Portrait of a woman in Service uniform
Robin Will, Supervisory Refuge Ranger at St. Marks NWR. Photo by Dan Chapman, USFWS.

Robin Will, a supervisory refuge ranger, unlocked the keeper’s door and began the lighthouse tour. She crossed the once-rotted plywood floors since replaced with preservation pine from a Georgia barn. She passed deep-set windows repaired with circa-1800s panes and walls free of the oil-based paints that captured the humidity and damaged the building. Historically inaccurate stucco applied to the light’s exterior was also chipped off and replaced with layers of fresh paint able to withstand the salty winds and waves.

“The lighthouse was completely filled with mildew with water running down the sides,” said Will who has been at the refuge since 1979. “Many of the original wooden stairs were rotted through.

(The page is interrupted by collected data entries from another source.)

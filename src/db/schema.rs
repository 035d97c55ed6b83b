//! Declarative schema description
//!
//! Used by the coordinator's schema cache and by configuration
//! compatibility checks. The live schema is derived from the group.

use crate::types::{CollectionKind, DataType};

/// Sentinel for "no schema version supplied"
pub const NOT_VERSIONED: u64 = u64::MAX;

/// How a realm treats schema differences on open
#[derive(Debug, Clone, Copy, PartialEq, Eq, Default)]
pub enum SchemaMode {
  /// Apply migrations through the migration function
  #[default]
  Automatic,
  /// File may not be modified at all
  Immutable,
  /// Schema may not be changed, data may
  ReadOnly,
  /// New columns/tables are added automatically (sync realms)
  AdditiveDiscovered,
  /// Like AdditiveDiscovered, but only the named schema is reported
  AdditiveExplicit,
  /// Delete and recreate the file on mismatch
  ResetFile,
}

/// One property of an object class
#[derive(Debug, Clone, PartialEq, Eq)]
pub struct Property {
  pub name: String,
  pub data_type: DataType,
  pub collection: CollectionKind,
  pub nullable: bool,
  pub indexed: bool,
  /// Target class name for link-typed properties
  pub target: Option<String>,
}

impl Property {
  pub fn new(name: impl Into<String>, data_type: DataType) -> Self {
    Self {
      name: name.into(),
      data_type,
      collection: CollectionKind::Single,
      nullable: false,
      indexed: false,
      target: None,
    }
  }

  pub fn nullable(mut self, value: bool) -> Self {
    self.nullable = value;
    self
  }

  pub fn collection(mut self, kind: CollectionKind) -> Self {
    self.collection = kind;
    self
  }

  pub fn indexed(mut self, value: bool) -> Self {
    self.indexed = value;
    self
  }

  pub fn target(mut self, table: impl Into<String>) -> Self {
    self.target = Some(table.into());
    self
  }
}

/// One object class
#[derive(Debug, Clone, PartialEq, Eq)]
pub struct ObjectSchema {
  pub name: String,
  pub embedded: bool,
  /// Name of the primary key property, if any
  pub primary_key: Option<String>,
  pub properties: Vec<Property>,
}

impl ObjectSchema {
  pub fn property(&self, name: &str) -> Option<&Property> {
    self.properties.iter().find(|p| p.name == name)
  }
}

/// An ordered set of object classes.
///
/// Equality is exact: the same properties in a different order are a
/// different schema.
#[derive(Debug, Clone, PartialEq, Eq, Default)]
pub struct Schema {
  pub objects: Vec<ObjectSchema>,
}

impl Schema {
  pub fn new(objects: Vec<ObjectSchema>) -> Self {
    Self { objects }
  }

  pub fn is_empty(&self) -> bool {
    self.objects.is_empty()
  }

  pub fn object(&self, name: &str) -> Option<&ObjectSchema> {
    self.objects.iter().find(|o| o.name == name)
  }
}
//! Client-reset recovery
//!
//! Replays the local offline changesets against the freshly transferred
//! server state. List operations are translated index-by-index through
//! a per-list tracker: an operation on an index the recovery did not
//! itself create cannot be translated safely, so the whole list is
//! queued for a verbatim copy from the frozen pre-reset snapshot.

use std::sync::Arc;

use indexmap::IndexMap;
use tracing::{debug, trace};

use crate::db::group::Field;
use crate::db::transaction::Transaction;
use crate::error::{Result, TideError};
use crate::sync::applier::InstructionApplier;
use crate::sync::client_reset::{convert_value, EmbeddedTracker};
use crate::sync::instruction::{
  Changeset, Instruction, PathElement, PathInstruction, Payload, PrimaryKey,
};
use crate::types::{CollectionKind, ColKey, ObjKey, TableKey, Value, Version};

// ============================================================================
// List paths
// ============================================================================

/// Canonical identifier for one list nested anywhere in the graph
#[derive(Debug, Clone, PartialEq, Eq, Hash)]
pub struct ListPath {
  pub table: String,
  pub object: PrimaryKey,
  pub field: String,
  pub path: Vec<ListPathElement>,
}

#[derive(Debug, Clone, PartialEq, Eq, Hash)]
pub enum ListPathElement {
  Index(u32),
  Key(String),
  Field(String),
}

impl ListPath {
  /// The list a path-carrying instruction addresses: the instruction's
  /// path minus any trailing index element.
  pub fn from_instruction_path(path: &PathInstruction) -> Self {
    let mut elements: Vec<ListPathElement> = path
      .path
      .iter()
      .map(|e| match e {
        PathElement::Index(i) => ListPathElement::Index(*i),
        PathElement::Key(k) => ListPathElement::Key(k.clone()),
        PathElement::Field(f) => ListPathElement::Field(f.clone()),
      })
      .collect();
    if matches!(elements.last(), Some(ListPathElement::Index(_))) {
      elements.pop();
    }
    Self {
      table: path.table.clone(),
      object: path.object.clone(),
      field: path.field.clone(),
      path: elements,
    }
  }
}

impl std::fmt::Display for ListPath {
  fn fmt(&self, f: &mut std::fmt::Formatter<'_>) -> std::fmt::Result {
    write!(f, "{}[{}].{}", self.table, self.object, self.field)?;
    for e in &self.path {
      match e {
        ListPathElement::Index(i) => write!(f, "[{i}]")?,
        ListPathElement::Key(k) => write!(f, "[{k:?}]")?,
        ListPathElement::Field(name) => write!(f, ".{name}")?,
      }
    }
    Ok(())
  }
}

// ============================================================================
// ListTracker
// ============================================================================

/// One tracked index: where it sits in the local (pre-reset) list and
/// in the remote (recovered) list
#[derive(Debug, Clone, Copy, PartialEq, Eq)]
pub struct CrossListIndex {
  pub local: u32,
  pub remote: u32,
}

/// Tracks which indices of a list are known to recovery (inserted by
/// earlier recovered instructions) and maps local to remote positions.
#[derive(Debug, Default)]
pub struct ListTracker {
  indices_allowed: Vec<CrossListIndex>,
  requires_manual_copy: bool,
  has_been_copied: bool,
}
impl MappedFile {
  /// Attach to `path`, creating or reusing the process-global record.
  ///
  /// Returns the shared record together with a consistent view of the
  /// current mappings and the effective top ref.
  pub fn attach(path: &Path, cfg: &AttachConfig) -> Result<(Arc<MappedFile>, MappingView)> {
    assert!(
      !(cfg.is_shared && cfg.read_only),
      "shared access must go through a read-write session"
    );
    assert!(cfg.is_shared || !cfg.session_initiator);
    assert!(cfg.session_initiator || !cfg.clear_file);

    let path = path.to_path_buf();
    let record = {
      let mut files = all_files().lock();
      let existing = files.get(&path).and_then(Weak::upgrade);
      // A session initiator always starts from a fresh record: a stale
      // one can only be observed if the lock file was deleted while
      // handles were still open.
      match existing {
        Some(record) if !cfg.session_initiator => record,
        _ => {
          let record = Arc::new(MappedFile {
            path: path.clone(),
            state: Mutex::new(MappedFileState {
              file: None,
              lock_file: None,
              initial_mapping: None,
              initial_size: 0,
              first_additional: 0,
              additional: Vec::new(),
              encryption_key: None,
              success: false,
            }),
          });
          files.insert(path.clone(), Arc::downgrade(&record));
          record
        }
      }
    };

    let mut state = record.state.lock();
    if state.success {
      Self::check_key_match(&path, state.encryption_key.as_ref(), cfg.encryption_key.as_ref())?;
      let initial = state.initial_mapping.clone().expect("successful record has mapping");
      let top_ref = get_top_ref(&initial, state.initial_size)?;
      let view = MappingView {
        top_ref,
        file_size: state.initial_size,
        initial_mapping: initial,
        initial_size: state.initial_size,
        first_additional: state.first_additional,
        additional: state.additional.clone(),
      };
      drop(state);
      return Ok((record.clone(), view));
    }

    let view = record.do_first_attach(&mut state, cfg)?;
    drop(state);
    Ok((record.clone(), view))
  }

  fn check_key_match(
    path: &Path,
    earlier: Option<&[u8; 64]>,
    now: Option<&[u8; 64]>,
  ) -> Result<()> {
    match (earlier, now) {
      (None, None) => Ok(()),
      (None, Some(_)) => Err(TideError::DecryptionFailed {
        path: path.to_path_buf(),
        reason: "encryption key provided, but file already opened as non-encrypted".into(),
      }),
      (Some(_), None) => Err(TideError::DecryptionFailed {
        path: path.to_path_buf(),
        reason: "missing encryption key, but file already opened with one".into(),
      }),
      (Some(a), Some(b)) if a != b => Err(TideError::DecryptionFailed {
        path: path.to_path_buf(),
        reason: "encryption key mismatch".into(),
      }),
      _ => Ok(()),
    }
  }

  fn do_first_attach(&self, state: &mut MappedFileState, cfg: &AttachConfig) -> Result<MappingView> {
    let file = OpenOptions::new()
      .read(true)
      .write(!cfg.read_only)
      .create(!cfg.read_only && !cfg.no_create)
      .open(&self.path)
      .map_err(|e| {
        if e.kind() == std::io::ErrorKind::NotFound {
          TideError::invalid_database(&self.path, "file does not exist")
        } else {
          TideError::Io(e)
        }
      })?;

    // Lock-file discipline for multi-process opens. The lock is held
    // exclusively while the initiator rewrites the header, shared
    // otherwise, and released at global detach.
    if cfg.is_shared {
      let lock_path = self.path.with_extension("tlock");
      let lock_file = OpenOptions::new()
        .read(true)
        .write(true)
        .create(true)
        .open(&lock_path)?;
      if cfg.session_initiator {
        lock_file.lock_exclusive()?;
      } else {
        lock_file.lock_shared()?;
      }
      state.lock_file = Some(lock_file);
    }

    let physical_size = file.metadata()?.len();
    let mut size = physical_size;

    if cfg.encryption_key.is_some() && size > 0 && size < HEADER_SIZE as u64 {
      // The file holds data but is too small to have been created with
      // an encryption header.
      return Err(TideError::DecryptionFailed {
        path: self.path.clone(),
        reason: "attempt to open unencrypted file with encryption key".into(),
      });
    }

    if size == 0 || cfg.clear_file {
      if cfg.read_only {
        return Err(TideError::invalid_database(
          &self.path,
          "read-only access to empty file",
        ));
      }
      let mut header = FileHeader::new_empty();
      if cfg.encryption_key.is_some() {
        header.reserved |= ReservedFlags::ENCRYPTED;
      }
      file.set_len(0)?;
      file.write_at(&header.serialize(), 0)?;
      file.allocate(PAGE_SIZE as u64)?;
      file.sync_all()?;
      size = PAGE_SIZE as u64;
    } else {
      // Encryption markers must agree with the caller-supplied key.
      let mut header_buf = [0u8; HEADER_SIZE];
      file.read_exact_at(&mut header_buf, 0).map_err(|_| {
        TideError::invalid_database(&self.path, "file too small to hold a header")
      })?;
      if let Ok(header) = FileHeader::parse(&header_buf) {
        let encrypted = header.reserved.contains(ReservedFlags::ENCRYPTED);
        if encrypted && cfg.encryption_key.is_none() {
          return Err(TideError::DecryptionFailed {
            path: self.path.clone(),
            reason: "file is encrypted but no key was supplied".into(),
          });
        }
        if !encrypted && cfg.encryption_key.is_some() {
          return Err(TideError::DecryptionFailed {
            path: self.path.clone(),
            reason: "attempt to open unencrypted file with encryption key".into(),
          });
        }
      }
    }

    let mapping = unsafe { Mmap::map(&file) }
      .map_err(|_| TideError::AddressSpaceExhausted(size as usize))?;

    if !cfg.skip_validate {
      validate_buffer(&mapping[..size as usize], size, &self.path)?;
    }
    let mut top_ref = get_top_ref(&mapping, size)?;

    // Convert a streaming-form file to two-slot form before any mapping
    // is returned. A later commit would otherwise have to coordinate the
    // rewrite with every concurrent session member.
    let header = FileHeader::parse(&mapping)?;
    if cfg.session_initiator && header.is_streaming_form() {
      let footer_offset = size as usize - FOOTER_SIZE;
      let footer = StreamingFooter::parse(&mapping[footer_offset..]);
      let mut writable = header;
      writable.top_ref[1] = footer.top_ref;
      writable.file_format[1] = writable.file_format[0];
      file.write_at(&writable.serialize(), 0)?;
      file.sync_all()?;
      writable.flags |= HeaderFlags::SELECT_BIT;
      file.write_at(&writable.serialize(), 0)?;
      file.sync_all()?;
      top_ref = footer.top_ref;
      debug!(path = %self.path.display(), top_ref, "upgraded streaming-form file");
    }

    // The file can only be safely mapped in sections if its size falls
    // on a section boundary. Extending after mmap is fine here because
    // the initial mapping is re-created below.
    let mapping = if !matches_boundary(size) {
      if cfg.read_only {
        // A read-only file is assumed not to change underneath us; map
        // it as-is.
        Arc::new(mapping)
      } else if cfg.session_initiator || !cfg.is_shared {
        drop(mapping);
        size = upper_boundary(size);
        file.allocate(size)?;
        file.sync_all()?;
        let remapped = unsafe { Mmap::map(&file) }
          .map_err(|_| TideError::AddressSpaceExhausted(size as usize))?;
        Arc::new(remapped)
      } else {
        // A concurrent commit is extending the file and we observed it
        // part-way. The caller must back off and retry the open.
        return Err(TideError::Retry);
      }
    } else {
      Arc::new(mapping)
    };

    if cfg.session_initiator {
      if let Some(lock_file) = state.lock_file.as_ref() {
        lock_file.unlock()?;
        lock_file.lock_shared()?;
      }
    }

    state.file = Some(file);
    state.initial_mapping = Some(mapping.clone());
    state.initial_size = size;
    state.first_additional = section_index_of(size);
    state.encryption_key = cfg.encryption_key;
    state.success = true;

    Ok(MappingView {
      top_ref,
      file_size: size,
      initial_mapping: mapping,
      initial_size: size,
      first_additional: state.first_additional,
      additional: Vec::new(),
    })
  }

  pub fn path(&self) -> &Path {
    &self.path
  }

  /// Grow the global mapping set to cover `file_size` and return a
  /// snapshot of the per-section mappings.
  ///
  /// The number of global mappings only ever increases; concurrent
  /// growers race to a maximum, not to a specific size.
  pub fn extend_mappings(&self, file_size: u64) -> Result<(usize, Vec<Arc<Mmap>>)> {
    let mut state = self.state.lock();
    let file = state
      .file
      .as_ref()
      .ok_or_else(|| TideError::LogicError("mapped file already closed".into()))?;
    let needed = section_index_of(file_size).saturating_sub(state.first_additional);
    let mut new_mappings = Vec::new();
    for k in state.additional.len()..needed {
      let section = k + state.first_additional;
      let start = section_base(section);
      let len = (section_base(section + 1) - start) as usize;
      let mapping = unsafe { memmap2::MmapOptions::new().offset(start).len(len).map(file) }
        .map_err(|_| TideError::AddressSpaceExhausted(len))?;
      new_mappings.push(Arc::new(mapping));
    }
    state.additional.extend(new_mappings);
    Ok((state.first_additional, state.additional.clone()))
  }

  /// Current physical size of the underlying file
  pub fn file_size(&self) -> Result<u64> {
    let state = self.state.lock();
    let file = state
      .file
      .as_ref()
      .ok_or_else(|| TideError::LogicError("mapped file already closed".into()))?;
    Ok(file.metadata()?.len())
  }

  /// Extend the file to `new_size` (a section boundary) with real blocks
  pub fn resize_file(&self, new_size: u64) -> Result<()> {
    let state = self.state.lock();
    assert!(matches_boundary(new_size));
    let file = state
      .file
      .as_ref()
      .ok_or_else(|| TideError::LogicError("mapped file already closed".into()))?;
    file.allocate(new_size)?;
    Ok(())
  }

  /// Write raw bytes at a file offset (commit promotion path)
  pub fn write_at(&self, offset: u64, bytes: &[u8]) -> Result<()> {
    let state = self.state.lock();
    let file = state
      .file
      .as_ref()
      .ok_or_else(|| TideError::LogicError("mapped file already closed".into()))?;
    file.write_at(bytes, offset)?;
    Ok(())
  }

  /// Read the current header straight from the file handle
  pub fn read_header(&self) -> Result<FileHeader> {
    let state = self.state.lock();
    let file = state
      .file
      .as_ref()
      .ok_or_else(|| TideError::LogicError("mapped file already closed".into()))?;
    let mut buf = [0u8; HEADER_SIZE];
    file.read_exact_at(&mut buf, 0)?;
    FileHeader::parse(&buf)
  }

  /// Write the header and optionally flush
  pub fn write_header(&self, header: &FileHeader, sync: bool) -> Result<()> {
    let state = self.state.lock();
    let file = state
      .file
      .as_ref()
      .ok_or_else(|| TideError::LogicError("mapped file already closed".into()))?;
    file.write_at(&header.serialize(), 0)?;
    if sync {
      file.sync_all()?;
    }
    Ok(())
  }

  /// Flush file contents to stable storage
  pub fn sync(&self) -> Result<()> {
    let state = self.state.lock();
    let file = state
      .file
      .as_ref()
      .ok_or_else(|| TideError::LogicError("mapped file already closed".into()))?;
    file.sync_all()?;
    Ok(())
  }
}
//! Magic numbers and constants for TideDB

use crate::types::Ref;

// ============================================================================
// File header magic
// ============================================================================

/// File mnemonic: "T-DB" (bytes 16..20 of the header)
pub const MNEMONIC: [u8; 4] = [b'T', b'-', b'D', b'B'];

/// Streaming-form footer cookie
pub const FOOTER_MAGIC_COOKIE: u64 = 0x3034_3131_3031_3032;

/// Slot-0 sentinel marking a streaming-form file
pub const STREAMING_SENTINEL: u64 = 0xFFFF_FFFF_FFFF_FFFF;

// ============================================================================
// Current versions
// ============================================================================

/// On-disk file format written by this engine
pub const CURRENT_FILE_FORMAT: u8 = 24;

/// Oldest file format this engine will open
pub const MIN_SUPPORTED_FILE_FORMAT: u8 = 20;

// ============================================================================
// Layout
// ============================================================================

/// Fixed header size (two top-ref slots + info block)
pub const HEADER_SIZE: usize = 24;

/// Streaming footer size (magic cookie + top ref)
pub const FOOTER_SIZE: usize = 16;

/// Node header size (capacity + byte size, both u32 LE)
pub const NODE_HEADER_SIZE: usize = 8;

/// OS page size assumed for section alignment and slab rounding
pub const PAGE_SIZE: usize = 4096;

/// Smallest ref the allocator will ever hand out
pub const MIN_REF: Ref = HEADER_SIZE as Ref;

/// 8-byte alignment required of every ref and allocation size
pub const REF_ALIGNMENT: u64 = 8;

// ============================================================================
// Section layout
// ============================================================================

/// Number of 1-page sections before sizes start doubling
pub const SECTIONS_IN_FIRST_GROUP: usize = 16;

/// Sections per doubling group after the first
pub const SECTIONS_PER_GROUP: usize = 8;

// ============================================================================
// Allocator tuning
// ============================================================================

/// Entries in the ref-translation cache
pub const TRANSLATION_CACHE_SIZE: usize = 256;

/// Fraction of uncommitted bytes used to size a fresh slab (20%)
pub const SLAB_GROWTH_NUMERATOR: u64 = 1;
pub const SLAB_GROWTH_DENOMINATOR: u64 = 5;

// ============================================================================
// Coordinator tuning
// ============================================================================

/// Bounded retries for `Retry` races observed while opening a shared file
pub const OPEN_RETRY_LIMIT: u32 = 10;

/// Backoff between open retries in milliseconds
pub const OPEN_RETRY_BACKOFF_MS: u64 = 5;

// ============================================================================
// Sync changeset framing
// ============================================================================

/// Changeset frame magic: "TSYN" in little-endian u32
pub const CHANGESET_MAGIC: u32 = 0x4e59_5354;

/// Changeset frame version
pub const CHANGESET_VERSION: u16 = 1;

// ============================================================================
// Client reset metadata
// ============================================================================

/// Reserved table tracking in-flight client resets
pub const META_RESET_TABLE: &str = "client_reset_metadata";

/// Schema version of the reset metadata row
pub const META_RESET_VERSION: i64 = 1;

/// File name of the manifest written into the recovery directory
pub const RESET_MANIFEST_FILE: &str = "reset-manifest.json";

// ============================================================================
// Initial keys (0 is reserved/null)
// ============================================================================

pub const INITIAL_TABLE_KEY: u32 = 1;
pub const INITIAL_COLUMN_KEY: u32 = 1;
pub const INITIAL_OBJECT_KEY: u64 = 1;
//! Realm coordinator
//!
//! One coordinator exists per absolute path in the process, shared by
//! every realm instance on that file via a global weak map. It owns the
//! database handle, the realm registry, the schema cache, the notifier
//! lists and the background notifier worker.
//!
//! Lock order, outermost first: the global coordinator map, the realm
//! registry, a realm's transaction, the notifier state, the
//! running-notifiers guard. The schema cache and mapping mutexes are
//! orthogonal. No coordinator lock is held while user callbacks run.

pub mod async_open;
pub mod notifier;
pub mod worker;

use std::collections::HashMap;
use std::path::{Path, PathBuf};
use std::sync::atomic::{AtomicBool, AtomicU64, Ordering};
use std::sync::{Arc, OnceLock, Weak};

use parking_lot::Mutex;
use tracing::debug;

use crate::config::{ImmediateScheduler, RealmConfig, Scheduler};
use crate::constants::{OPEN_RETRY_BACKOFF_MS, OPEN_RETRY_LIMIT};
use crate::db::schema::{Schema, SchemaMode, NOT_VERSIONED};
use crate::db::transaction::Transaction;
use crate::db::{Db, DbOptions};
use crate::error::{Result, TideError};
use crate::types::{ObjKey, TableKey, Version};

use self::notifier::{
  CollectionChangeSet, CollectionNotifier, NotificationCallback, NotificationToken,
};
use self::worker::NotifierWorker;

static NEXT_REALM_ID: AtomicU64 = AtomicU64::new(1);

// ============================================================================
// Binding context
// ============================================================================

/// Hooks for the language binding. Callbacks may re-enter the engine
/// and may close the realm; the engine performs no member access on the
/// realm after invoking one.
pub trait BindingContext: Send {
  fn changes_available(&self) {}
  fn did_change(&self) {}
  fn will_send_notifications(&self) {}
  fn did_send_notifications(&self) {}
}

// ============================================================================
// Realm
// ============================================================================

/// A realm instance: one handle on the database bound to a scheduler
pub struct Realm {
  id: u64,
  coordinator: Arc<Coordinator>,
  config: RealmConfig,
  scheduler: Arc<dyn Scheduler>,
  frozen: bool,
  auto_refresh: AtomicBool,
  closed: AtomicBool,
  tx: Mutex<Option<Transaction>>,
  binding_context: Mutex<Option<Box<dyn BindingContext>>>,
}

impl std::fmt::Debug for Realm {
  fn fmt(&self, f: &mut std::fmt::Formatter<'_>) -> std::fmt::Result {
    f.debug_struct("Realm")
      .field("id", &self.id)
      .field("frozen", &self.frozen)
      .field("auto_refresh", &self.auto_refresh)
      .field("closed", &self.closed)
      .finish()
  }
}

impl Realm {
  pub fn id(&self) -> u64 {
    self.id
  }

  pub fn coordinator(&self) -> &Arc<Coordinator> {
    &self.coordinator
  }

  pub fn config(&self) -> &RealmConfig {
    &self.config
  }

  pub fn is_frozen(&self) -> bool {
    self.frozen
  }

  pub fn is_closed(&self) -> bool {
    self.closed.load(Ordering::Acquire)
  }

  pub fn set_auto_refresh(&self, value: bool) {
    self.auto_refresh.store(value, Ordering::Release);
  }

  pub fn set_binding_context(&self, context: Box<dyn BindingContext>) {
    *self.binding_context.lock() = Some(context);
  }

  /// Version of the current read transaction
  pub fn read_version(&self) -> Result<Version> {
    let guard = self.tx.lock();
    guard
      .as_ref()
      .map(|tx| tx.version())
      .ok_or_else(|| TideError::LogicError("realm is closed".into()))
  }

  pub fn is_in_transaction(&self) -> bool {
    self
      .tx
      .lock()
      .as_ref()
      .is_some_and(|tx| tx.is_writing())
  }

  /// Run a closure against the current transaction
  pub fn read<R>(&self, f: impl FnOnce(&Transaction) -> R) -> Result<R> {
    let guard = self.tx.lock();
    let tx = guard
      .as_ref()
      .ok_or_else(|| TideError::LogicError("realm is closed".into()))?;
    Ok(f(tx))
  }

  /// Run a closure against the current transaction, mutably. The realm
  /// must be in a write transaction for mutations to succeed.
  pub fn with_transaction<R>(&self, f: impl FnOnce(&mut Transaction) -> R) -> Result<R> {
    let mut guard = self.tx.lock();
    let tx = guard
      .as_mut()
      .ok_or_else(|| TideError::LogicError("realm is closed".into()))?;
    Ok(f(tx))
  }

  /// Promote this realm to a write transaction (blocks on the writer)
  pub fn begin_transaction(&self) -> Result<()> {
    if self.frozen {
      return Err(TideError::LogicError(
        "can't begin a write transaction on a frozen realm".into(),
      ));
    }
    if self.is_in_transaction() {
      return Err(TideError::LogicError(
        "the realm is already in a write transaction".into(),
      ));
    }
    self.coordinator.promote_to_write(self)
  }

  /// Commit the active write transaction
  pub fn commit_transaction(self: &Arc<Self>) -> Result<Version> {
    self.coordinator.clone().commit_write(self, true)
  }

  /// Roll back the active write transaction
  pub fn cancel_transaction(&self) -> Result<()> {
    let mut guard = self.tx.lock();
    let tx = guard
      .take()
      .ok_or_else(|| TideError::LogicError("realm is closed".into()))?;
    if !tx.is_writing() {
      *guard = Some(tx);
      return Err(TideError::LogicError("no write transaction to cancel".into()));
    }
    let db = tx.db().clone();
    tx.rollback()?;
    *guard = Some(db.begin_read(None)?);
    Ok(())
  }

  /// Advance to the latest version, delivering ready notifications
  pub fn refresh(self: &Arc<Self>) -> Result<bool> {
    if self.frozen {
      return Ok(false);
    }
    self.coordinator.clone().advance_to_latest(self)
  }

  /// Register a change-set notifier on a table (or one object in it)
  pub fn add_notification_callback(
    self: &Arc<Self>,
    table: TableKey,
    object: Option<ObjKey>,
    callback: NotificationCallback,
  ) -> Result<NotificationToken> {
    if self.frozen {
      return Err(TideError::LogicError(
        "frozen realms do not deliver notifications".into(),
      ));
    }
    self.coordinator.register_notifier(self, table, object, callback)
  }

  /// Called by the coordinator when new versions may be available
  fn notify(self: &Arc<Self>) {
    if self.is_closed() || self.frozen {
      return;
    }
    if let Some(context) = self.binding_context.lock().as_ref() {
      context.changes_available();
    }
    if self.auto_refresh.load(Ordering::Acquire) {
      let realm = self.clone();
      self.scheduler.invoke(Box::new(move || {
        let coordinator = realm.coordinator.clone();
        let _ = coordinator.advance_to_ready(&realm);
      }));
    }
  }

  /// Close this realm instance; further use fails with `LogicError`
  pub fn close(self: &Arc<Self>) {
    if self.closed.swap(true, Ordering::AcqRel) {
      return;
    }
    let tx = self.tx.lock().take();
    drop(tx);
    self.coordinator.unregister_realm(self.id);
  }
}

impl Drop for Realm {
  fn drop(&mut self) {
    self.closed.store(true, Ordering::Release);
    // Unregistration happens via close() or coordinator GC of weak refs.
  }
}

// ============================================================================
// Schema cache
// ============================================================================

#[derive(Default)]
struct SchemaCache {
  schema: Option<Schema>,
  schema_version: u64,
  /// Commit-version interval over which the cached schema is valid
  min_tr: Version,
  max_tr: Version,
}

// ============================================================================
// Notifier shared state
// ============================================================================

#[derive(Default)]
struct NotifierSharedState {
  new_notifiers: Vec<Arc<CollectionNotifier>>,
  notifiers: Vec<Arc<CollectionNotifier>>,
  /// Version whose self-originated changes are being suppressed, plus
  /// a pin keeping it decodable
  skip: Option<(Version, Transaction)>,
  /// Version the shared notifier view has been advanced to
  notifier_version: Version,
  /// Version of the packaged handover, pinned against trimming
  handover_version: Option<Version>,
  handover_pin: Option<Transaction>,
}

// ============================================================================
// Coordinator
// ============================================================================

fn coordinators() -> &'static Mutex<HashMap<PathBuf, Weak<Coordinator>>> {
  static COORDINATORS: OnceLock<Mutex<HashMap<PathBuf, Weak<Coordinator>>>> = OnceLock::new();
  COORDINATORS.get_or_init(|| Mutex::new(HashMap::new()))
}

struct RealmEntry {
  realm: Weak<Realm>,
  realm_id: u64,
  scheduler: Arc<dyn Scheduler>,
  cached: bool,
}

/// Process-wide singleton per file path
pub struct Coordinator {
  path: PathBuf,
  db: Arc<Db>,
  base_config: Mutex<RealmConfig>,
  realms: Mutex<Vec<RealmEntry>>,
  schema_cache: Mutex<SchemaCache>,
  notifier_state: Mutex<NotifierSharedState>,
  /// Serializes notifier worker execution
  running_notifiers: Mutex<()>,
  worker: OnceLock<NotifierWorker>,
}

It was pretty gnarly.”

The repairs are striking; the lighthouse and keeper’s quarters resemble a museum. Century-old furniture and toys (Tiddlywinks, dominoes) adorn the parlor, as do photos of old keepers and their families. A keeper’s office is recreated with roll-top desk, oil lamp, navigation charts and white summer uniform with white cap, black tie and gold-buttoned jacket. Will said the goal was to “keep the flavor of what it was like to live here.”

The view through a small window from atop the lighthouse at St. Marks NWR
Looking out from a lighthouse window. Photo by Dan Chapman, USFWS.

She unlocks another door and spirals up the stairs to the lighthouse cupola. The centerpost of longleaf pine steadies the acrophobic. Five evenly spaced windows offer a kaleidoscope of maritime views: the live oak below; a trawler on the bay’s horizon; pelicans atop an abandoned dock; the palm-lined Lighthouse Road; and miles of marsh giving way to becalmed bay and undeveloped coastline. All comes into singular, spectacular view in the 10-sided cupola perched atop the sturdy lighthouse. It’s hothouse hot, with the sun magnifying through the glass turret, and dizzying at first. An offer to step out onto the catwalk is declined. Will sops up rivulets of water from the night’s storm with a rag.

The docent remembers her purpose.

“We’re not a historical organization, but we can use the lighthouse to champion land and water protection,” Will said. “We can marry the message of the St. Marks lighthouse with the mission of the refuge and its really important and enduring legacy of conservation.”

Tours of the keeper’s house are offered the first Friday and Saturday of the month; the tower, though, remains off limits. Baird and fundraisers seek another $400,000 to finish the restoration. Walkways, white picket fences and old-timey shutters are needed. The cistern must be repaired. A replica Fresnel lens should be delivered any day. Only then will the St. Marks lighthouse truly shine.

“Lighthouses are a symbol of hope, a beacon in the darkness or storms,” Will said. “We all need a lighthouse.”